__Brief__. Write out the whole listing without a single alteration.

__Data to use__.
☆ ☆ ☆ ☆
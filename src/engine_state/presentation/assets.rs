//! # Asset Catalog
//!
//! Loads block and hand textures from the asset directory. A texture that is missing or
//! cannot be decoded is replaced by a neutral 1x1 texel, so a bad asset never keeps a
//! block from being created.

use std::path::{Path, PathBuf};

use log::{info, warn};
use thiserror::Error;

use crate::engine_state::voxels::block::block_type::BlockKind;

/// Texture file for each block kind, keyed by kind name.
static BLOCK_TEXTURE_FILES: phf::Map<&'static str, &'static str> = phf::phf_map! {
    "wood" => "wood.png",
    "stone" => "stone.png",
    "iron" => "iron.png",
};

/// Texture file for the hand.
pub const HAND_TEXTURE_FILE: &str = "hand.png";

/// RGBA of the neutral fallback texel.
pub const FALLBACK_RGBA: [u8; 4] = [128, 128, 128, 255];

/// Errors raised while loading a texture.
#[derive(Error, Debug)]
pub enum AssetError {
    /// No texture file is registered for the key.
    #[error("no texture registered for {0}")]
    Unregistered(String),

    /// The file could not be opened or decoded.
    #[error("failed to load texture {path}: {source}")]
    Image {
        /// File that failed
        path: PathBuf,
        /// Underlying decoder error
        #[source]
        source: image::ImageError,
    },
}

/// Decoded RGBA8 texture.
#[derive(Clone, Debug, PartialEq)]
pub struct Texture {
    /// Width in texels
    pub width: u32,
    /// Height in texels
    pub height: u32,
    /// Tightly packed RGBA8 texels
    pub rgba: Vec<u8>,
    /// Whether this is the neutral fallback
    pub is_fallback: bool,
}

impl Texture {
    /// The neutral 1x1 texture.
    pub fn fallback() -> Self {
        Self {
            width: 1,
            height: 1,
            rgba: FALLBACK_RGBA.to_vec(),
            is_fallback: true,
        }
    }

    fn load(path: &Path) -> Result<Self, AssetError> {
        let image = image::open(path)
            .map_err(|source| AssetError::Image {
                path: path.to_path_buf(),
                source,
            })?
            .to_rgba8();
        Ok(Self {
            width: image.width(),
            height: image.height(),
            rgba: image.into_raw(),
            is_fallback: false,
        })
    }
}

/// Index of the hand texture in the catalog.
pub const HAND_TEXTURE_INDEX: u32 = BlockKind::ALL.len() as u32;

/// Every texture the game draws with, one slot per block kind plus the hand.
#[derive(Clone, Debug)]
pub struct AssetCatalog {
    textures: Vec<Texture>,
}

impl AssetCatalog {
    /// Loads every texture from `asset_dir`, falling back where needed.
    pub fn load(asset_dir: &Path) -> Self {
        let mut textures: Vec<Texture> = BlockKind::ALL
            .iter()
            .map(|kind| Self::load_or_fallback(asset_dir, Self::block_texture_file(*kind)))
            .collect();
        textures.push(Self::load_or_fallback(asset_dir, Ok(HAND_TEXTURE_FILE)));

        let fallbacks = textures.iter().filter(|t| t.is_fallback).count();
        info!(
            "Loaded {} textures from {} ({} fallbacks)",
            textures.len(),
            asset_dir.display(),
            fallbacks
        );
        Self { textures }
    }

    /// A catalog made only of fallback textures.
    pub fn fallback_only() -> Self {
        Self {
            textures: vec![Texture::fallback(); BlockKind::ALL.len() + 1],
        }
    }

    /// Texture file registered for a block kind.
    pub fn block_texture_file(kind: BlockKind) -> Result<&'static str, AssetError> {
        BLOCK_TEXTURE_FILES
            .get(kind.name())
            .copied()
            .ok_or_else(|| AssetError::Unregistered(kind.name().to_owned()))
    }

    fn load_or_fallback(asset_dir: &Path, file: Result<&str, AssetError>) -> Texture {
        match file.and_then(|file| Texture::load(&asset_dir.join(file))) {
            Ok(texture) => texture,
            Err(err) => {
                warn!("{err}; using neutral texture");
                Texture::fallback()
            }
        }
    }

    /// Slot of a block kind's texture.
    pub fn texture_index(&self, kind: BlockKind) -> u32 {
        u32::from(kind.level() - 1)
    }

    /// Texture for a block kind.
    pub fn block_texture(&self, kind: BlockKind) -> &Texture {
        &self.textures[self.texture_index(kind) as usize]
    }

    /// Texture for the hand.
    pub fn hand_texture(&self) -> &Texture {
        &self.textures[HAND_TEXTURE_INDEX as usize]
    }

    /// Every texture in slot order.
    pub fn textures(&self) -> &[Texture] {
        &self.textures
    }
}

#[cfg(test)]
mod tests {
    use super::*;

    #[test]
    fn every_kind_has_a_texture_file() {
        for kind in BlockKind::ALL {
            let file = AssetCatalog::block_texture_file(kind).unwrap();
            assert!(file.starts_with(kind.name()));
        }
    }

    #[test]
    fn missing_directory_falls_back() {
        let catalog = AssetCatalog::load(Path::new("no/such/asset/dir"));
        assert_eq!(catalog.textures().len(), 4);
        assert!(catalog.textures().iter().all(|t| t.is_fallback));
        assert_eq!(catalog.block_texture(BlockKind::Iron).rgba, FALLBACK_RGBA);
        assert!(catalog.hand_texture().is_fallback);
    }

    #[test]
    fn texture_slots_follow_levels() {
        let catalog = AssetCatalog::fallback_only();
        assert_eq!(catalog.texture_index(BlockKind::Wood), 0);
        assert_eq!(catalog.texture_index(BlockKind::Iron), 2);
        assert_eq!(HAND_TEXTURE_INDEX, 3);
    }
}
☆ ☆ ☆ ☆
__Your response__.
filename src/engine_state/presentation/assets.rs
//! # Asset Catalog
//!
//! Loads block and hand textures from the asset directory. A texture that is missing or
//! cannot be decoded is replaced by a neutral 1x1 texel, so a bad asset never keeps a
//! block from being created.

use std::path::{Path, PathBuf};

use log::{info, warn};
use thiserror::Error;

use crate::engine_state::voxels::block::block_type::BlockKind;

/// Texture file for each block kind, keyed by kind name.
static BLOCK_TEXTURE_FILES: phf::Map<&'static str, &'static str> = phf::phf_map! {
    "wood" => "wood.png",
    "stone" => "stone.png",
    "iron" => "iron.png",
};

/// Texture file for the hand.
pub const HAND_TEXTURE_FILE: &str = "hand.png";

/// RGBA of the neutral fallback texel.
pub const FALLBACK_RGBA: [u8; 4] = [128, 128, 128, 255];

/// Errors raised while loading a texture.
#[derive(Error, Debug)]
pub enum AssetError {
    /// No texture file is registered for the key.
    #[error("no texture registered for {0}")]
    Unregistered(String),

    /// The file could not be opened or decoded.
    #[error("failed to load texture {path}: {source}")]
    Image {
        /// File that failed
        path: PathBuf,
        /// Underlying decoder error
        #[source]
        source: image::ImageError,
    },
}

/// Decoded RGBA8 texture.
#[derive(Clone, Debug, PartialEq)]
pub struct Texture {
    /// Width in texels
    pub width: u32,
    /// Height in texels
    pub height: u32,
    /// Tightly packed RGBA8 texels
    pub rgba: Vec<u8>,
    /// Whether this is the neutral fallback
    pub is_fallback: bool,
}

impl Texture {
    /// The neutral 1x1 texture.
    pub fn fallback() -> Self {
        Self {
            width: 1,
            height: 1,
            rgba: FALLBACK_RGBA.to_vec(),
            is_fallback: true,
        }
    }

    fn load(path: &Path) -> Result<Self, AssetError> {
        let image = image::open(path)
            .map_err(|source| AssetError::Image {
                path: path.to_path_buf(),
                source,
            })?
            .to_rgba8();
        Ok(Self {
            width: image.width(),
            height: image.height(),
            rgba: image.into_raw(),
            is_fallback: false,
        })
    }
}

/// Index of the hand texture in the catalog.
pub const HAND_TEXTURE_INDEX: u32 = BlockKind::ALL.len() as u32;

/// Every texture the game draws with, one slot per block kind plus the hand.
#[derive(Clone, Debug)]
pub struct AssetCatalog {
    textures: Vec<Texture>,
}

impl AssetCatalog {
    /// Loads every texture from `asset_dir`, falling back where needed.
    pub fn load(asset_dir: &Path) -> Self {
        let mut textures: Vec<Texture> = BlockKind::ALL
            .iter()
            .map(|kind| Self::load_or_fallback(asset_dir, Self::block_texture_file(*kind)))
            .collect();
        textures.push(Self::load_or_fallback(asset_dir, Ok(HAND_TEXTURE_FILE)));

        let fallbacks = textures.iter().filter(|t| t.is_fallback).count();
        info!(
            "Loaded {} textures from {} ({} fallbacks)",
            textures.len(),
            asset_dir.display(),
            fallbacks
        );
        Self { textures }
    }

    /// A catalog made only of fallback textures.
    pub fn fallback_only() -> Self {
        Self {
            textures: vec![Texture::fallback(); BlockKind::ALL.len() + 1],
        }
    }

    /// Texture file registered for a block kind.
    pub fn block_texture_file(kind: BlockKind) -> Result<&'static str, AssetError> {
        BLOCK_TEXTURE_FILES
            .get(kind.name())
            .copied()
            .ok_or_else(|| AssetError::Unregistered(kind.name().to_owned()))
    }

    fn load_or_fallback(asset_dir: &Path, file: Result<&str, AssetError>) -> Texture {
        match file.and_then(|file| Texture::load(&asset_dir.join(file))) {
            Ok(texture) => texture,
            Err(err) => {
                warn!("{err}; using neutral texture");
                Texture::fallback()
            }
        }
    }

    /// Slot of a block kind's texture.
    pub fn texture_index(&self, kind: BlockKind) -> u32 {
        u32::from(kind.level() - 1)
    }

    /// Texture for a block kind.
    pub fn block_texture(&self, kind: BlockKind) -> &Texture {
        &self.textures[self.texture_index(kind) as usize]
    }

    /// Texture for the hand.
    pub fn hand_texture(&self) -> &Texture {
        &self.textures[HAND_TEXTURE_INDEX as usize]
    }

    /// Every texture in slot order.
    pub fn textures(&self) -> &[Texture] {
        &self.textures
    }
}

#[cfg(test)]
mod tests {
    use super::*;

    #[test]
    fn every_kind_has_a_texture_file() {
        for kind in BlockKind::ALL {
            let file = AssetCatalog::block_texture_file(kind).unwrap();
            assert!(file.starts_with(kind.name()));
        }
    }

    #[test]
    fn missing_directory_falls_back() {
        let catalog = AssetCatalog::load(Path::new("no/such/asset/dir"));
        assert_eq!(catalog.textures().len(), 4);
        assert!(catalog.textures().iter().all(|t| t.is_fallback));
        assert_eq!(catalog.block_texture(BlockKind::Iron).rgba, FALLBACK_RGBA);
        assert!(catalog.hand_texture().is_fallback);
    }

    #[test]
    fn texture_slots_follow_levels() {
        let catalog = AssetCatalog::fallback_only();
        assert_eq!(catalog.texture_index(BlockKind::Wood), 0);
        assert_eq!(catalog.texture_index(BlockKind::Iron), 2);
        assert_eq!(HAND_TEXTURE_INDEX, 3);
    }
}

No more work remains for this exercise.